Below are some records. Say how many of their lines contain the string "Flammable", and give nothing but the number.

(Saved data entries)
****

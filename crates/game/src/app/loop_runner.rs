use std::io::{self, BufRead, Write};
use std::process::ExitCode;

use engine::EngineError;
use thiserror::Error;
use tracing::{debug, error, info, warn};

use super::board_view::{describe_report, describe_trade, entity_label, render_board};
use super::bootstrap::AppWiring;
use super::controller::{ControlEvent, GameController, Mode};
use super::input::parse_command;

#[derive(Debug, Error)]
pub(crate) enum SessionError {
    #[error("failed to write output: {0}")]
    Io(#[from] io::Error),
    #[error(transparent)]
    Engine(#[from] EngineError),
}

#[derive(Debug, Clone, Copy, Default, PartialEq, Eq)]
pub(crate) struct SessionOptions {
    pub(crate) print_board: bool,
    pub(crate) dump_snapshot: bool,
}

#[derive(Debug, Clone, Default, PartialEq, Eq)]
pub(crate) struct SessionSummary {
    pub(crate) commands: usize,
    pub(crate) final_turn: u64,
    pub(crate) completed: bool,
    pub(crate) fingerprint: String,
}

pub(crate) fn run(app: AppWiring) -> ExitCode {
    let AppWiring {
        config,
        loaded,
        script,
    } = app;
    let options = SessionOptions {
        print_board: config.print_board,
        dump_snapshot: config.dump_snapshot,
    };
    let mut controller = GameController::new(loaded.level);
    info!(
        level = %loaded.name,
        systems = %controller.level().system_order_text(),
        "session_started"
    );

    let stdout = io::stdout();
    let mut out = stdout.lock();
    let result = match script {
        Some(commands) => run_session(
            &mut controller,
            &loaded.entity_names,
            commands,
            options,
            &mut out,
        ),
        None => {
            let lines = io::stdin().lock().lines().map_while(Result::ok);
            run_session(&mut controller, &loaded.entity_names, lines, options, &mut out)
        }
    };

    match result {
        Ok(summary) => {
            info!(
                commands = summary.commands,
                turn = summary.final_turn,
                completed = summary.completed,
                fingerprint = %summary.fingerprint,
                "session_finished"
            );
            ExitCode::SUCCESS
        }
        Err(err) => {
            error!(error = %err, "session_failed");
            ExitCode::FAILURE
        }
    }
}

/// Feeds command lines to the controller until they run out or `quit`.
pub(crate) fn run_session<W: Write>(
    controller: &mut GameController,
    entity_names: &[String],
    lines: impl IntoIterator<Item = String>,
    options: SessionOptions,
    out: &mut W,
) -> Result<SessionSummary, SessionError> {
    let mut commands = 0usize;
    write!(out, "{}", render_board(controller.level().current()))?;

    for line in lines {
        let command = match parse_command(&line) {
            Ok(Some(command)) => command,
            Ok(None) => {
                debug!(line = %line, "input_without_effect");
                continue;
            }
            Err(err) => {
                warn!(line = %line, error = %err, "input_rejected");
                writeln!(out, "error: {err}")?;
                continue;
            }
        };
        commands += 1;
        let event = controller.handle(command)?;
        if matches!(event, ControlEvent::Quit) {
            break;
        }
        write_event(controller, entity_names, &event, options, out)?;
    }

    let level = controller.level();
    let summary = SessionSummary {
        commands,
        final_turn: level.turn(),
        completed: level.is_complete(),
        fingerprint: level.current().fingerprint(),
    };
    writeln!(
        out,
        "final turn {} fingerprint {}",
        summary.final_turn, summary.fingerprint
    )?;
    if options.dump_snapshot {
        let records = level.current().records();
        let json = serde_json::to_string_pretty(&records).map_err(io::Error::from)?;
        writeln!(out, "{json}")?;
    }
    Ok(summary)
}

fn write_event<W: Write>(
    controller: &GameController,
    entity_names: &[String],
    event: &ControlEvent,
    options: SessionOptions,
    out: &mut W,
) -> io::Result<()> {
    let level = controller.level();
    match event {
        ControlEvent::Turn(report) | ControlEvent::TradeClosed(Some(report)) => {
            write!(out, "{}", describe_report(report, entity_names))?;
            if options.print_board {
                write!(out, "{}", render_board(level.current()))?;
            }
        }
        ControlEvent::TradeClosed(None) => writeln!(out, "trade closed without changes")?,
        ControlEvent::TurnRefused(reason) => writeln!(out, "refused: {reason}")?,
        ControlEvent::Undone(true) | ControlEvent::Redone(true) => {
            writeln!(out, "back at turn {}", level.turn())?;
            if options.print_board {
                write!(out, "{}", render_board(level.current()))?;
            }
        }
        ControlEvent::Undone(false) => writeln!(out, "nothing to undo")?,
        ControlEvent::Redone(false) => writeln!(out, "nothing to redo")?,
        ControlEvent::ModeChanged(mode) => writeln!(out, "mode: {}", mode_text(*mode))?,
        ControlEvent::Targeted(occupants) if occupants.is_empty() => {
            writeln!(out, "target: nothing there")?
        }
        ControlEvent::Targeted(occupants) => {
            let labels = occupants
                .iter()
                .map(|entity| entity_label(*entity, entity_names))
                .collect::<Vec<_>>();
            writeln!(out, "target: {}", labels.join(", "))?
        }
        ControlEvent::Choosing { choices, index } => {
            writeln!(out, "choose with up/down, then confirm:")?;
            for (position, entity) in choices.iter().enumerate() {
                let marker = if position == *index { '>' } else { ' ' };
                writeln!(out, "  {marker} {}", entity_label(*entity, entity_names))?;
            }
        }
        ControlEvent::TradeOpened { partner } => {
            writeln!(out, "trading with {}", entity_label(*partner, entity_names))?;
            write_session(controller, entity_names, out)?;
        }
        ControlEvent::Transferred { from, attribute } => {
            writeln!(out, "{} gave {attribute}", entity_label(*from, entity_names))?;
            write_session(controller, entity_names, out)?;
        }
        ControlEvent::TradeRefused(rejection) => writeln!(out, "trade refused: {rejection}")?,
        ControlEvent::ShowBoard => write!(out, "{}", render_board(level.current()))?,
        ControlEvent::Ignored => debug!(mode = controller.mode().name(), "input_ignored"),
        ControlEvent::Quit => {}
    }
    Ok(())
}

fn write_session<W: Write>(
    controller: &GameController,
    entity_names: &[String],
    out: &mut W,
) -> io::Result<()> {
    match controller.session() {
        Some(session) => write!(out, "{}", describe_trade(session, entity_names)),
        None => Ok(()),
    }
}

fn mode_text(mode: Mode) -> String {
    match mode {
        Mode::SelectingEntity {
            direction: Some(direction),
        }
        | Mode::ChoosingAmong { direction, .. } => format!("{} ({direction})", mode.name()),
        _ => mode.name().to_string(),
    }
}

#[cfg(test)]
mod tests {
    use super::*;
    use crate::app::level_file::parse_level_json;
    use engine::RulesConfig;
    use serde_json::json;

    fn controller() -> (GameController, Vec<String>) {
        controller_for(json!({
            "name": "test",
            "attributes": [
                { "name": "Player" },
                { "name": "Pushable" },
                { "name": "Win", "locked": true }
            ],
            "entities": [
                { "name": "hero", "position": [0, 0], "attributes": ["Player"] },
                { "name": "crate", "position": [1, 0], "attributes": ["Pushable"] },
                { "name": "flag", "position": [0, 2], "attributes": ["Win"] }
            ]
        }))
    }

    fn controller_for(level: serde_json::Value) -> (GameController, Vec<String>) {
        let loaded = parse_level_json(&level.to_string())
            .expect("parse")
            .build(RulesConfig::default())
            .expect("build");
        (GameController::new(loaded.level), loaded.entity_names)
    }

    fn lines(raw: &[&str]) -> Vec<String> {
        raw.iter().map(ToString::to_string).collect()
    }

    fn run_lines(raw: &[&str], options: SessionOptions) -> (SessionSummary, String) {
        run_lines_on(controller(), raw, options)
    }

    fn run_lines_on(
        (mut controller, names): (GameController, Vec<String>),
        raw: &[&str],
        options: SessionOptions,
    ) -> (SessionSummary, String) {
        let mut out = Vec::new();
        let summary =
            run_session(&mut controller, &names, lines(raw), options, &mut out).expect("session");
        (summary, String::from_utf8(out).expect("utf8"))
    }

    #[test]
    fn script_session_reports_turns_and_completion() {
        let (summary, output) =
            run_lines(&["right", "left", "up", "up"], SessionOptions::default());
        assert_eq!(summary.commands, 4);
        assert_eq!(summary.final_turn, 4);
        assert!(summary.completed);
        assert!(output.contains("crate#1 moved (1, 0) -> (2, 0)"));
        assert!(output.contains("level complete!"));
        assert!(output.contains(&format!("fingerprint {}", summary.fingerprint)));
    }

    #[test]
    fn bad_lines_are_reported_and_skipped() {
        let (summary, output) =
            run_lines(&["jump", "move 1 1", "undo", "right"], SessionOptions::default());
        assert_eq!(summary.commands, 2);
        assert_eq!(summary.final_turn, 1);
        assert!(output.contains("error: unknown command 'jump'"));
        assert!(output.contains("nothing to undo"));
    }

    #[test]
    fn quit_stops_and_dump_prints_records() {
        let options = SessionOptions {
            print_board: false,
            dump_snapshot: true,
        };
        let (summary, output) = run_lines(&["right", "quit", "right"], options);
        assert_eq!(summary.final_turn, 1);
        let json_start = output.find('[').expect("json dump");
        let records: serde_json::Value =
            serde_json::from_str(&output[json_start..]).expect("records json");
        assert_eq!(records.as_array().map(Vec::len), Some(3));
        assert_eq!(records[0]["layer"], "objects");
    }

    #[test]
    fn trade_flow_prints_participants() {
        let (_, output) = run_lines(
            &["select", "right", "confirm", "give Pushable", "confirm"],
            SessionOptions::default(),
        );
        assert!(output.contains("mode: selecting"));
        assert!(output.contains("target: crate#1"));
        assert!(output.contains("crate#1 gave Pushable"));
        assert!(output.contains("turn 1"));
    }

    #[test]
    fn shared_cell_prints_choices_before_trading() {
        let level = json!({
            "name": "shared",
            "attributes": [
                { "name": "Player" },
                { "name": "Flammable" }
            ],
            "entities": [
                { "name": "hero", "position": [0, 0], "attributes": ["Player"] },
                {
                    "name": "rug",
                    "position": [1, 0],
                    "layer": "ground",
                    "attributes": ["Flammable"]
                },
                { "name": "stool", "position": [1, 0], "attributes": [] }
            ]
        });
        let (_, output) = run_lines_on(
            controller_for(level),
            &["select", "right", "confirm", "down", "confirm"],
            SessionOptions::default(),
        );
        assert!(output.contains("target: rug#1, stool#2"));
        assert!(output.contains("  > rug#1\n    stool#2\n"));
        assert!(output.contains("    rug#1\n  > stool#2\n"));
        assert!(output.contains("trading with stool#2"));
    }
}
/// Linear undo stack of snapshots with a cursor at "now".
///
/// Pushing while the cursor sits behind the tail discards the redo branch.
/// An optional limit drops the oldest snapshots once exceeded.
#[derive(Debug, Clone)]
pub struct History<T> {
    entries: Vec<T>,
    cursor: Option<usize>,
    limit: Option<usize>,
}

impl<T> Default for History<T> {
    fn default() -> Self {
        Self {
            entries: Vec::new(),
            cursor: None,
            limit: None,
        }
    }
}

impl<T> History<T> {
    pub fn new() -> Self {
        Self::default()
    }

    /// Keeps at most `limit` snapshots (a limit of zero is treated as one).
    pub fn with_limit(limit: usize) -> Self {
        Self {
            limit: Some(limit.max(1)),
            ..Self::default()
        }
    }

    /// # Panics
    /// When nothing has been pushed yet.
    pub fn current(&self) -> &T {
        self.try_current()
            .expect("history has no current snapshot; push the initial state first")
    }

    pub fn try_current(&self) -> Option<&T> {
        self.cursor.and_then(|index| self.entries.get(index))
    }

    /// The snapshot right before the cursor, if any.
    pub fn previous(&self) -> Option<&T> {
        let index = self.cursor?.checked_sub(1)?;
        self.entries.get(index)
    }

    pub fn try_undo(&mut self) -> bool {
        match self.cursor {
            Some(index) if index > 0 => {
                self.cursor = Some(index - 1);
                true
            }
            _ => false,
        }
    }

    pub fn try_redo(&mut self) -> bool {
        match self.cursor {
            Some(index) if index + 1 < self.entries.len() => {
                self.cursor = Some(index + 1);
                true
            }
            _ => false,
        }
    }

    pub fn create_next(&mut self, next: T) {
        let insert_at = self.cursor.map_or(0, |index| index + 1);
        self.entries.truncate(insert_at);
        self.entries.push(next);
        self.cursor = Some(insert_at);

        if let Some(limit) = self.limit {
            let overflow = self.entries.len().saturating_sub(limit);
            if overflow > 0 {
                self.entries.drain(..overflow);
                self.cursor = Some(insert_at - overflow);
            }
        }
    }

    pub fn cursor(&self) -> Option<usize> {
        self.cursor
    }

    pub fn len(&self) -> usize {
        self.entries.len()
    }

    pub fn is_empty(&self) -> bool {
        self.entries.is_empty()
    }

    pub fn can_redo(&self) -> bool {
        self.cursor
            .is_some_and(|index| index + 1 < self.entries.len())
    }

    pub fn iter(&self) -> impl Iterator<Item = &T> {
        self.entries.iter()
    }
}

#[cfg(test)]
mod tests {
    use super::*;

    #[test]
    fn push_after_undo_discards_redo_branch() {
        let mut history = History::new();
        history.create_next("A");
        history.create_next("B");
        assert!(history.try_undo());
        assert_eq!(*history.current(), "A");
        history.create_next("C");
        assert_eq!(history.iter().copied().collect::<Vec<_>>(), vec!["A", "C"]);
        assert_eq!(*history.current(), "C");
        assert!(!history.can_redo());
    }

    #[test]
    fn undo_stops_at_first_snapshot() {
        let mut history = History::new();
        history.create_next(1);
        assert!(!history.try_undo());
        assert_eq!(*history.current(), 1);
        history.create_next(2);
        assert!(history.try_undo());
        assert!(!history.try_undo());
        assert_eq!(*history.current(), 1);
        assert_eq!(history.cursor(), Some(0));
    }

    #[test]
    fn redo_walks_forward_until_tail() {
        let mut history = History::new();
        for value in 0..3 {
            history.create_next(value);
        }
        assert!(history.try_undo());
        assert!(history.try_undo());
        assert!(history.try_redo());
        assert_eq!(*history.current(), 1);
        assert_eq!(history.previous(), Some(&0));
        assert!(history.try_redo());
        assert!(!history.try_redo());
        assert_eq!(*history.current(), 2);
    }

    #[test]
    fn limit_drops_oldest_snapshots() {
        let mut history = History::with_limit(2);
        history.create_next('a');
        history.create_next('b');
        history.create_next('c');
        assert_eq!(history.len(), 2);
        assert_eq!(*history.current(), 'c');
        assert!(history.try_undo());
        assert_eq!(*history.current(), 'b');
        assert!(!history.try_undo());
    }

    #[test]
    fn empty_history_has_no_current() {
        let mut history = History::<u8>::new();
        assert!(history.try_current().is_none());
        assert!(history.previous().is_none());
        assert!(!history.try_undo());
        assert!(!history.try_redo());
    }

    #[test]
    #[should_panic(expected = "no current snapshot")]
    fn current_on_empty_history_panics() {
        let history = History::<u8>::new();
        let _ = history.current();
    }
}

****

> Result for this task: 2